SPOnG: As you presented the game and we saw the action on the screen, it actually looks more complex than the DJ decks convey. How important is simplicity? How much of a factor is it when designing a game like this?
Kevin McSherry: It’s very important. We wanted to make an authentic gaming experience but we also wanted it to be incredibly accessible. We see this as a party device, and we want to make you the life of the party. In order to do that, we have to make it as easy and accessible as possible.
So, when you start off playing the game, we’ve ignored the side of the mixer where the cross fader and effects dial is – you don’t have to do any of that. The focus is simply on the platter – you’re presented with simply starting a record, stopping a record, and hitting a sample.
You then move from Beginner mode to Easy, and at Easy we then introduce some of the scratching. You see scratching is the thing most people think of when you talk about a DJ game. Scratching in Easy is as simple as pressing down the relevant button and performing any back and forth movement.
So straight away you’re going to be connected to the music – and from there it’s a slow build up to using effects and things until you reach Expert mode. When you get to that point… if you’re playing a mix by DJ Shadow and he’s scratched ‘forward, forward, back’ in that timing, you as a player are going to have to do exactly that. That’s why it looks tricky when you see it playing on Hard or Expert, because you’re following those specific movements and timings to the letter.
SPOnG: Obvious comparisons are going to be made to
Guitar Hero, and one of the main criticisms towards that game is that, for real guitar players it doesn’t provide an authentic experience. With
DJ Hero, it doesn’t look like that criticism could be laid by real DJs, would you agree?
Kevin McSherry: Yeah, this game was built with a team of DJs, so we have 16 full-time DJs working in our studio in London. And there are no other games people in that studio - we don’t have programmers, we don’t have artists, it’s a music studio. We’re creating mixes for the game, so it comes from a very authentic source.
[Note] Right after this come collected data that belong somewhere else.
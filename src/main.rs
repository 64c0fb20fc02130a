//! # diphoton
//!
//! A command-line tool for sweeping di-photon selection thresholds over
//! ATLAS open-data event files.
//!
//! ```bash
//! # Run a sweep over a single local file
//! diphoton run --config settings.json --input data_D.GamGam.parquet
//!
//! # Process a manifest of sources, resumably
//! diphoton run --config settings.json --manifest sources.txt --out-dir results
//!
//! # Generate mock data and inspect it
//! diphoton demo demo_events.parquet --events 10000
//! diphoton info demo_events.parquet
//! ```

use anyhow::{bail, Context, Result};
use clap::{Parser, Subcommand};
use std::path::PathBuf;

use diphoton::data::fetch::Fetcher;
use diphoton::data::io::{peek_parquet, write_parquet};
use diphoton::data::synthetic_dataset;
use diphoton::pipeline::{process_source, run_manifest, AnalysisContext};
use diphoton::Settings;

/// diphoton - Di-photon invariant mass analysis over ATLAS open data
#[derive(Parser)]
#[command(name = "diphoton")]
#[command(author, version, about, long_about = None)]
struct Cli {
    /// Verbosity level (-v for info, -vv for debug)
    #[arg(short, long, action = clap::ArgAction::Count, global = true)]
    verbose: u8,

    #[command(subcommand)]
    command: Commands,
}

#[derive(Subcommand)]
enum Commands {
    /// Run the threshold sweep over one source or a manifest of sources
    Run {
        /// Settings file
        #[arg(short, long, default_value = "settings.json")]
        config: PathBuf,

        /// A single input source (local path or http(s) URL)
        #[arg(short, long, conflicts_with = "manifest")]
        input: Option<String>,

        /// Manifest of sources, one per line
        #[arg(short, long)]
        manifest: Option<PathBuf>,

        /// Output directory for all artifacts and the run ledger
        #[arg(short, long, default_value = "results")]
        out_dir: PathBuf,

        /// Directory for local copies of remote sources
        #[arg(long, default_value = "download_cache")]
        cache_dir: PathBuf,
    },

    /// Generate a deterministic mock event file for testing
    Demo {
        /// Output Parquet file path
        #[arg(value_name = "OUTPUT", default_value = "demo_events.parquet")]
        output: PathBuf,

        /// Number of events to generate
        #[arg(short, long, default_value = "10000")]
        events: usize,

        /// Generator seed
        #[arg(short, long, default_value = "0")]
        seed: u64,
    },

    /// Display information about an event file
    Info {
        /// Input Parquet file path
        #[arg(value_name = "FILE")]
        file: PathBuf,
    },
}

fn main() -> Result<()> {
    let cli = Cli::parse();

    let log_level = match cli.verbose {
        0 => "warn",
        1 => "info",
        _ => "debug",
    };
    env_logger::Builder::from_env(env_logger::Env::default().default_filter_or(log_level)).init();

    match cli.command {
        Commands::Run {
            config,
            input,
            manifest,
            out_dir,
            cache_dir,
        } => cmd_run(config, input, manifest, out_dir, cache_dir),
        Commands::Demo {
            output,
            events,
            seed,
        } => cmd_demo(output, events, seed),
        Commands::Info { file } => cmd_info(file),
    }
}

fn cmd_run(
    config: PathBuf,
    input: Option<String>,
    manifest: Option<PathBuf>,
    out_dir: PathBuf,
    cache_dir: PathBuf,
) -> Result<()> {
    let settings = Settings::from_file(&config)
        .with_context(|| format!("Invalid configuration in {}", config.display()))?;
    println!(
        "{}: sweeping pt_min over [{}, {}] {}",
        settings.analysis_name, settings.sweep.pt_min, settings.sweep.pt_max, settings.units.pt
    );
    let mut ctx = AnalysisContext::new(settings, &out_dir)?;
    let fetcher = Fetcher::new(cache_dir);

    match (input, manifest) {
        (Some(locator), None) => {
            let dir = ctx.out_dir.clone();
            process_source(&mut ctx, &fetcher, &locator, &dir)
                .with_context(|| format!("Failed to process {locator}"))?;
            Ok(())
        }
        (None, Some(manifest_path)) => {
            let outcome = run_manifest(&mut ctx, &fetcher, &manifest_path)
                .with_context(|| format!("Failed to read manifest {}", manifest_path.display()))?;
            println!(
                "Batch complete: {} processed, {} skipped, {} failed",
                outcome.processed, outcome.skipped, outcome.failed
            );
            if outcome.failed > 0 {
                bail!(
                    "{} source(s) failed; re-run to retry them",
                    outcome.failed
                );
            }
            Ok(())
        }
        _ => bail!("Provide exactly one of --input or --manifest"),
    }
}

fn cmd_demo(output: PathBuf, events: usize, seed: u64) -> Result<()> {
    let dataset = synthetic_dataset(events, seed);
    write_parquet(&dataset, &output)
        .with_context(|| format!("Failed to write {}", output.display()))?;
    println!("Wrote {} mock events to {}", events, output.display());
    Ok(())
}

fn cmd_info(file: PathBuf) -> Result<()> {
    let (rows, columns) = peek_parquet(&file)
        .with_context(|| format!("Failed to read {}", file.display()))?;
    println!("{}", file.display());
    println!("  events:  {rows}");
    println!("  columns: {}", columns.join(", "));
    Ok(())
}
//! Parquet read/write for photon event records.
//!
//! The input format is columnar: one row per event, scalar `trigP`, and one
//! Arrow `List` column per photon field. Float columns may be stored as
//! `Float32` or `Float64`; values are widened to `f64` on load.

use arrow::array::{
    Array, ArrayRef, BooleanArray, BooleanBuilder, Float32Array, Float64Array, Float64Builder,
    ListArray, ListBuilder, RecordBatch,
};
use parquet::arrow::{arrow_reader::ParquetRecordBatchReaderBuilder, ArrowWriter};
use std::fs::File;
use std::path::Path;
use std::sync::Arc;

use crate::data::{Dataset, EventData, Photon};
use crate::{AnalysisError, AnalysisResult};

/// The scalar trigger column.
pub const TRIGGER_COLUMN: &str = "trigP";
/// The per-photon list columns, in the order the loader reads them.
pub const PHOTON_COLUMNS: &[&str] = &[
    "photon_pt",
    "photon_eta",
    "photon_phi",
    "photon_E",
    "photon_isTightID",
    "photon_ptcone30",
    "photon_etcone20",
];

/// Load a [`Dataset`] from a Parquet file.
///
/// Fails with a data-access error if the file cannot be opened or any
/// expected column is absent or mistyped.
pub fn read_parquet(file_path: &Path) -> AnalysisResult<Dataset> {
    let display_path = file_path.display().to_string();
    let file = File::open(file_path)?;
    let builder = ParquetRecordBatchReaderBuilder::try_new(file)?;
    let schema = builder.schema();
    for name in std::iter::once(&TRIGGER_COLUMN).chain(PHOTON_COLUMNS) {
        if schema.field_with_name(name).is_err() {
            return Err(AnalysisError::MissingColumn {
                name: (*name).to_string(),
                path: display_path,
            });
        }
    }
    let reader = builder.build()?;
    let mut events = Vec::new();
    for batch in reader {
        let batch = batch?;
        decode_record_batch(&batch, &display_path, &mut events)?;
    }
    Ok(Dataset::new(events))
}

/// Row count and column names of a Parquet file, without decoding it.
pub fn peek_parquet(file_path: &Path) -> AnalysisResult<(i64, Vec<String>)> {
    let file = File::open(file_path)?;
    let builder = ParquetRecordBatchReaderBuilder::try_new(file)?;
    let n_rows = builder.metadata().file_metadata().num_rows();
    let columns = builder
        .schema()
        .fields()
        .iter()
        .map(|f| f.name().clone())
        .collect();
    Ok((n_rows, columns))
}

fn decode_record_batch(
    batch: &RecordBatch,
    path: &str,
    events: &mut Vec<EventData>,
) -> AnalysisResult<()> {
    let trigger = bool_column(batch, TRIGGER_COLUMN, path)?;
    let [pt, eta, phi, e, tight, ptcone30, etcone20] = [
        "photon_pt",
        "photon_eta",
        "photon_phi",
        "photon_E",
        "photon_isTightID",
        "photon_ptcone30",
        "photon_etcone20",
    ]
    .map(|name| list_column(batch, name, path));
    let (pt, eta, phi, e) = (pt?, eta?, phi?, e?);
    let (tight, ptcone30, etcone20) = (tight?, ptcone30?, etcone20?);

    for row in 0..batch.num_rows() {
        let pt = float_list_values(&pt.value(row), "photon_pt", path)?;
        let eta = float_list_values(&eta.value(row), "photon_eta", path)?;
        let phi = float_list_values(&phi.value(row), "photon_phi", path)?;
        let e = float_list_values(&e.value(row), "photon_E", path)?;
        let tight = bool_list_values(&tight.value(row), "photon_isTightID", path)?;
        let ptcone30 = float_list_values(&ptcone30.value(row), "photon_ptcone30", path)?;
        let etcone20 = float_list_values(&etcone20.value(row), "photon_etcone20", path)?;

        let n = pt.len();
        if [eta.len(), phi.len(), e.len(), tight.len(), ptcone30.len(), etcone20.len()]
            .iter()
            .any(|len| *len != n)
        {
            return Err(AnalysisError::Custom(format!(
                "Photon columns disagree on particle count in row {} of '{path}'",
                events.len()
            )));
        }

        let photons = (0..n)
            .map(|i| Photon {
                pt: pt[i],
                eta: eta[i],
                phi: phi[i],
                e: e[i],
                is_tight_id: tight[i],
                ptcone30: ptcone30[i],
                etcone20: etcone20[i],
            })
            .collect();
        events.push(EventData {
            photons,
            trigger: trigger.is_valid(row) && trigger.value(row),
        });
    }
    Ok(())
}

fn bool_column<'a>(
    batch: &'a RecordBatch,
    name: &str,
    path: &str,
) -> AnalysisResult<&'a BooleanArray> {
    batch
        .column_by_name(name)
        .and_then(|col| col.as_any().downcast_ref::<BooleanArray>())
        .ok_or_else(|| AnalysisError::MissingColumn {
            name: name.to_string(),
            path: path.to_string(),
        })
}

fn list_column<'a>(
    batch: &'a RecordBatch,
    name: &str,
    path: &str,
) -> AnalysisResult<&'a ListArray> {
    batch
        .column_by_name(name)
        .and_then(|col| col.as_any().downcast_ref::<ListArray>())
        .ok_or_else(|| AnalysisError::MissingColumn {
            name: name.to_string(),
            path: path.to_string(),
        })
}

fn float_list_values(values: &ArrayRef, name: &str, path: &str) -> AnalysisResult<Vec<f64>> {
    if let Some(array) = values.as_any().downcast_ref::<Float64Array>() {
        Ok((0..array.len()).map(|i| array.value(i)).collect())
    } else if let Some(array) = values.as_any().downcast_ref::<Float32Array>() {
        Ok((0..array.len()).map(|i| array.value(i) as f64).collect())
    } else {
        Err(AnalysisError::MissingColumn {
            name: name.to_string(),
            path: path.to_string(),
        })
    }
}

fn bool_list_values(values: &ArrayRef, name: &str, path: &str) -> AnalysisResult<Vec<bool>> {
    values
        .as_any()
        .downcast_ref::<BooleanArray>()
        .map(|array| (0..array.len()).map(|i| array.value(i)).collect())
        .ok_or_else(|| AnalysisError::MissingColumn {
            name: name.to_string(),
            path: path.to_string(),
        })
}

/// Persist a [`Dataset`] to a Parquet file in the column layout the loader
/// expects.
pub fn write_parquet(dataset: &Dataset, file_path: &Path) -> AnalysisResult<()> {
    let mut trigger = BooleanBuilder::new();
    let mut pt = ListBuilder::new(Float64Builder::new());
    let mut eta = ListBuilder::new(Float64Builder::new());
    let mut phi = ListBuilder::new(Float64Builder::new());
    let mut e = ListBuilder::new(Float64Builder::new());
    let mut tight = ListBuilder::new(BooleanBuilder::new());
    let mut ptcone30 = ListBuilder::new(Float64Builder::new());
    let mut etcone20 = ListBuilder::new(Float64Builder::new());

    for event in dataset.iter() {
        trigger.append_value(event.trigger);
        for photon in &event.photons {
            pt.values().append_value(photon.pt);
            eta.values().append_value(photon.eta);
            phi.values().append_value(photon.phi);
            e.values().append_value(photon.e);
            tight.values().append_value(photon.is_tight_id);
            ptcone30.values().append_value(photon.ptcone30);
            etcone20.values().append_value(photon.etcone20);
        }
        pt.append(true);
        eta.append(true);
        phi.append(true);
        e.append(true);
        tight.append(true);
        ptcone30.append(true);
        etcone20.append(true);
    }

    let batch = RecordBatch::try_from_iter(vec![
        (TRIGGER_COLUMN, Arc::new(trigger.finish()) as ArrayRef),
        ("photon_pt", Arc::new(pt.finish()) as ArrayRef),
        ("photon_eta", Arc::new(eta.finish()) as ArrayRef),
        ("photon_phi", Arc::new(phi.finish()) as ArrayRef),
        ("photon_E", Arc::new(e.finish()) as ArrayRef),
        ("photon_isTightID", Arc::new(tight.finish()) as ArrayRef),
        ("photon_ptcone30", Arc::new(ptcone30.finish()) as ArrayRef),
        ("photon_etcone20", Arc::new(etcone20.finish()) as ArrayRef),
    ])?;
    let file = File::create(file_path)?;
    let mut writer = ArrowWriter::try_new(file, batch.schema(), None)?;
    writer.write(&batch)?;
    writer.close()?;
    Ok(())
}

#[cfg(test)]
mod tests {
    use super::*;
    use crate::data::synthetic_dataset;
    use approx::assert_relative_eq;

    #[test]
    fn test_parquet_round_trip() {
        let dir = tempfile::tempdir().unwrap();
        let path = dir.path().join("events.parquet");
        let dataset = synthetic_dataset(100, 3);
        write_parquet(&dataset, &path).unwrap();
        let loaded = read_parquet(&path).unwrap();
        assert_eq!(loaded.n_events(), dataset.n_events());
        for (a, b) in dataset.iter().zip(loaded.iter()) {
            assert_eq!(a.trigger, b.trigger);
            assert_eq!(a.photons.len(), b.photons.len());
            for (pa, pb) in a.photons.iter().zip(b.photons.iter()) {
                assert_relative_eq!(pa.pt, pb.pt);
                assert_relative_eq!(pa.eta, pb.eta);
                assert_relative_eq!(pa.phi, pb.phi);
                assert_relative_eq!(pa.e, pb.e);
                assert_eq!(pa.is_tight_id, pb.is_tight_id);
            }
        }
    }

    #[test]
    fn test_peek_reports_rows_and_columns() {
        let dir = tempfile::tempdir().unwrap();
        let path = dir.path().join("events.parquet");
        write_parquet(&synthetic_dataset(25, 1), &path).unwrap();
        let (rows, columns) = peek_parquet(&path).unwrap();
        assert_eq!(rows, 25);
        assert!(columns.iter().any(|c| c == "photon_pt"));
        assert!(columns.iter().any(|c| c == TRIGGER_COLUMN));
    }

    #[test]
    fn test_missing_column_is_reported() {
        let dir = tempfile::tempdir().unwrap();
        let path = dir.path().join("bad.parquet");
        // A file with only the trigger column.
        let mut trigger = BooleanBuilder::new();
        trigger.append_value(true);
        let batch = RecordBatch::try_from_iter(vec![(
            TRIGGER_COLUMN,
            Arc::new(trigger.finish()) as ArrayRef,
        )])
        .unwrap();
        let file = File::create(&path).unwrap();
        let mut writer = ArrowWriter::try_new(file, batch.schema(), None).unwrap();
        writer.write(&batch).unwrap();
        writer.close().unwrap();

        let err = read_parquet(&path).unwrap_err();
        assert!(matches!(
            err,
            AnalysisError::MissingColumn { ref name, .. } if name == "photon_pt"
        ));
    }
}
That also means that the experience that we give you in
DJ Hero is very authentic to real DJing.
In the same way that real guitar sales have gone through the roof, probably as a result of
Guitar Hero and the enthusiasm surrounding it, we expect people to start getting into DJing as a result of playing this game.
SPOnG: Onto the mixes – there’s 100 different tracks, is that right?
Kevin McSherry: 100 licenses, 100 pieces of music that you’ll know with 80 mixes involving them. An example would be taking Marvin Gaye’s
Heard It Through The Grapevine, Gorillaz'
Feel Good Inc. and blending them together to create an innovative and truly unique piece of gameplay. If my parents were here, they’d be listening to the Marvin Gaye side of it and thinking ‘this sounds like a remix of Marvin Gaye’, whereas if my niece of nephew were here they’d think ‘this sounds like a vocal over the top of a Gorillaz track’. So you always hear the music that you’re familiar with, but you experience it in a new way.